When the friend request popped up on Facebook, Lori Emanuel was excited to reconnect with her former high school classmate Bev Wilson.

“I remembered that she was a really nice girl,” Lori said. “I thought, ‘Great, a new old friend. Awesome.’”

That friend turned out to be a saving grace in Lori’s life.

Lori, who lives in Oklahoma City, had her first mammogram at age 51. The results were concerning enough that Lori needed a PET scan. To her dismay, an oncologist diagnosed her with stage 4 breast cancer.

“Obviously, I was beside myself,” she said. “I was scared. I thought I was going to die. I had a million different emotions that I can’t even begin to explain.”

A month later Lori posted about her cancer diagnosis on Facebook. That’s when Bev stepped in to change her life. Bev is a nurse practitioner at Saint Luke’s Cancer Institute and asked if she could share Lori’s story with one of the oncologists. Lori said, “Absolutely.”
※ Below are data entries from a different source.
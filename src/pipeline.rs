//! End-to-end processing of one drawing.
//!
//! detections → parsed candidates → quality gate → per-engine dedupe →
//! cross-engine merge → relation linking.

use std::collections::{BTreeMap, HashSet};
use tracing::{debug, info};

use crate::config::Config;
use crate::consolidate::{dedupe_per_engine, merge_ensemble};
use crate::error::DimfuseError;
use crate::ir::{
    DimensionId, DrawingInput, DrawingResult, PipelineSummary, RawDetection,
};
use crate::link::link;
use crate::parse::parse_detection;

/// Hands out dimension ids for one drawing.
///
/// Ids supplied by the caller are reserved up front and used as-is, so a
/// caller-side duplicate still surfaces as a contract violation. Minted ids
/// (`<engine>-<index>` for anonymous detections, `<parent>-<n>` for
/// decomposed children) get a `-<k>` suffix until they clash with nothing.
#[derive(Debug, Default)]
pub struct IdMinter {
    taken: HashSet<String>,
}

fn explicit_id(detection: &RawDetection) -> Option<&str> {
    detection.id.as_deref().filter(|id| !id.trim().is_empty())
}

impl IdMinter {
    /// Reserves every explicit detection id in `detections`.
    pub fn new(detections: &[RawDetection]) -> Self {
        Self {
            taken: detections
                .iter()
                .filter_map(explicit_id)
                .map(str::to_string)
                .collect(),
        }
    }

    /// Id of the detection at `index`: its own id, else a minted one.
    pub fn detection_id(&mut self, detection: &RawDetection, index: usize) -> DimensionId {
        match explicit_id(detection) {
            Some(id) => DimensionId::new(id),
            None => self.mint(&format!("{}-{}", detection.engine, index)),
        }
    }

    /// Returns `base`, or `base-<k>` for the first `k` not already taken.
    pub fn mint(&mut self, base: &str) -> DimensionId {
        let mut candidate = base.to_string();
        let mut k = 1;
        while self.taken.contains(&candidate) {
            candidate = format!("{base}-{k}");
            k += 1;
        }
        self.taken.insert(candidate.clone());
        DimensionId::new(candidate)
    }
}

/// Runs the whole pipeline over one drawing.
///
/// Noise is filtered silently. Fails only on caller-contract violations
/// such as two detections sharing an id.
pub fn process_drawing(input: &DrawingInput, config: &Config) -> Result<DrawingResult, DimfuseError> {
    let mut summary = PipelineSummary {
        detections: input.detections.len(),
        ..PipelineSummary::default()
    };

    let mut ids = IdMinter::new(&input.detections);
    let mut candidates = Vec::new();
    for (index, detection) in input.detections.iter().enumerate() {
        let id = ids.detection_id(detection, index);
        let mut parsed = parse_detection(detection, id, &config.parser);
        summary.parsed += parsed.dimensions.len();
        if parsed.decomposed {
            summary.decomposed += parsed.dimensions.len();
            for dim in &mut parsed.dimensions {
                dim.id = ids.mint(dim.id.as_str());
            }
        }
        for dim in parsed.dimensions {
            match config.parser.quality.rejection(&dim) {
                Some(reason) => {
                    debug!("Rejected '{}' from {}: {}", dim.raw_text, dim.source_engine, reason);
                    summary.rejected += 1;
                }
                None => candidates.push(dim),
            }
        }
    }

    let deduped = dedupe_per_engine(&candidates, config.consolidation.dedupe_iou_threshold)?;
    summary.after_dedupe = deduped.len();

    let merged = merge_ensemble(&deduped, &config.consolidation)?;
    summary.after_merge = merged.len();

    let relations = link(&merged, &input.symbols, &input.lines, &config.linker)?;

    let mut by_method: BTreeMap<String, usize> = BTreeMap::new();
    for rel in &relations {
        let key = if rel.has_target() {
            rel.method.as_str()
        } else {
            "no_target"
        };
        *by_method.entry(key.to_string()).or_default() += 1;
    }
    summary.by_method = by_method;

    let dimensions = merged
        .into_iter()
        .zip(&relations)
        .map(|(mut dim, rel)| {
            dim.linked_to = rel.has_target().then(|| rel.id.clone());
            dim
        })
        .collect();

    info!(
        "Processed {} detection(s) into {} dimension(s) ({} rejected, {} decomposed)",
        summary.detections, summary.after_merge, summary.rejected, summary.decomposed
    );

    Ok(DrawingResult {
        dimensions,
        relations,
        summary,
    })
}
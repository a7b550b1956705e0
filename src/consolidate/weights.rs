//! Per-engine vote weights.

use serde::{Deserialize, Serialize};
use std::collections::BTreeMap;

use crate::ir::DimensionType;

/// Weight profile of one recognition engine.
#[derive(Clone, Debug, Default, PartialEq, Serialize, Deserialize)]
#[serde(default)]
pub struct EngineProfile {
    /// Relative reliability of the engine.
    pub base_weight: f64,
    /// Extra weight for dimension types the engine reads particularly well.
    pub specialties: BTreeMap<DimensionType, f64>,
}

impl EngineProfile {
    pub fn new(base_weight: f64) -> Self {
        Self {
            base_weight,
            specialties: BTreeMap::new(),
        }
    }

    pub fn with_specialty(mut self, dimension_type: DimensionType, bonus: f64) -> Self {
        self.specialties.insert(dimension_type, bonus);
        self
    }
}

/// Vote weight table keyed by lowercase engine name.
#[derive(Clone, Debug, PartialEq, Serialize, Deserialize)]
#[serde(default)]
pub struct EngineWeights {
    pub engines: BTreeMap<String, EngineProfile>,
    /// Weight given to engines missing from the table.
    pub default_weight: f64,
}

impl Default for EngineWeights {
    fn default() -> Self {
        let engines = [
            (
                "edocr2",
                EngineProfile::new(0.40)
                    .with_specialty(DimensionType::Diameter, 0.15)
                    .with_specialty(DimensionType::Tolerance, 0.15)
                    .with_specialty(DimensionType::Thread, 0.10),
            ),
            ("paddleocr", EngineProfile::new(0.25)),
            ("easyocr", EngineProfile::new(0.20)),
            ("tesseract", EngineProfile::new(0.20)),
        ]
        .into_iter()
        .map(|(name, profile)| (name.to_string(), profile))
        .collect();

        Self {
            engines,
            default_weight: 0.10,
        }
    }
}

impl EngineWeights {
    /// A table with no known engines; every engine gets `default_weight`.
    pub fn empty(default_weight: f64) -> Self {
        Self {
            engines: BTreeMap::new(),
            default_weight,
        }
    }

    /// Adds or replaces an engine profile.
    pub fn with_engine(mut self, name: &str, profile: EngineProfile) -> Self {
        self.engines.insert(name.to_lowercase(), profile);
        self
    }

    fn profile(&self, engine: &str) -> Option<&EngineProfile> {
        self.engines
            .get(engine)
            .or_else(|| self.engines.get(&engine.to_lowercase()))
    }

    /// True when the engine has its own profile.
    pub fn is_known(&self, engine: &str) -> bool {
        self.profile(engine).is_some()
    }

    /// Base weight, or `default_weight` for unknown engines.
    pub fn base_weight(&self, engine: &str) -> f64 {
        self.profile(engine)
            .map(|p| p.base_weight)
            .unwrap_or(self.default_weight)
    }

    /// Specialty bonus for `dimension_type`, zero when none applies.
    pub fn specialty_bonus(&self, engine: &str, dimension_type: DimensionType) -> f64 {
        self.profile(engine)
            .and_then(|p| p.specialties.get(&dimension_type).copied())
            .unwrap_or(0.0)
    }

    /// `base_weight + specialty_bonus`.
    pub fn vote_weight(&self, engine: &str, dimension_type: DimensionType) -> f64 {
        self.base_weight(engine) + self.specialty_bonus(engine, dimension_type)
    }
}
“And I am so thankful that I did,” Lori said. “I don’t even want to think about where I would be if it hadn’t been for the staff at Saint Luke’s Cancer Institute. It’s such a divine intervention. I don’t know if anybody believes in that stuff, but I certainly do.”

Lori and her husband began traveling from Oklahoma City to Kansas City every two weeks for chemotherapy. They left at 4 a.m. on Fridays. Treatment began at 11 a.m. They’d depart for home around 5 p.m. That’s 10 hours of driving. Round trip. For three months.

Was it worth it? Absolutely.

“I got a new lease on life,” Lori said. “I am living again because of the treatment and the help and the hope and the love that I got from my doctors and staff, nurses, the parking attendants—everyone just made us feel like we were family and like we belonged here. So the drive, although it was five hours, I would do all over again.”

Lori says her Saint Luke’s oncologist Dr. Timothy Pluard discovered that she had an autoimmune disease and early stage breast cancer—not stage 4—which affected her treatment plan.

“I finally felt some hope,” she said.

And even though she lived in Oklahoma, she was able to take advantage of Saint Luke’s support services via Skype.

“I had to work during the day. They were willing to do that in the evenings on their own time,” Lori said. “I thought that was a really neat thing that they were willing to do that.”

For now, Lori returns to Saint Luke’s occasionally for follow-up care. She thinks often about the chance social media encounter that brought her here.

“I can't recommend Saint Luke Cancer Institute enough to people,” she said. “If you have to go through breast cancer, this is the place that you want to go through it. I feel better than I have in ages and it’s all because of awesome care that I got from Saint Luke’s. So just don’t give up hope, because there is always hope. Always.”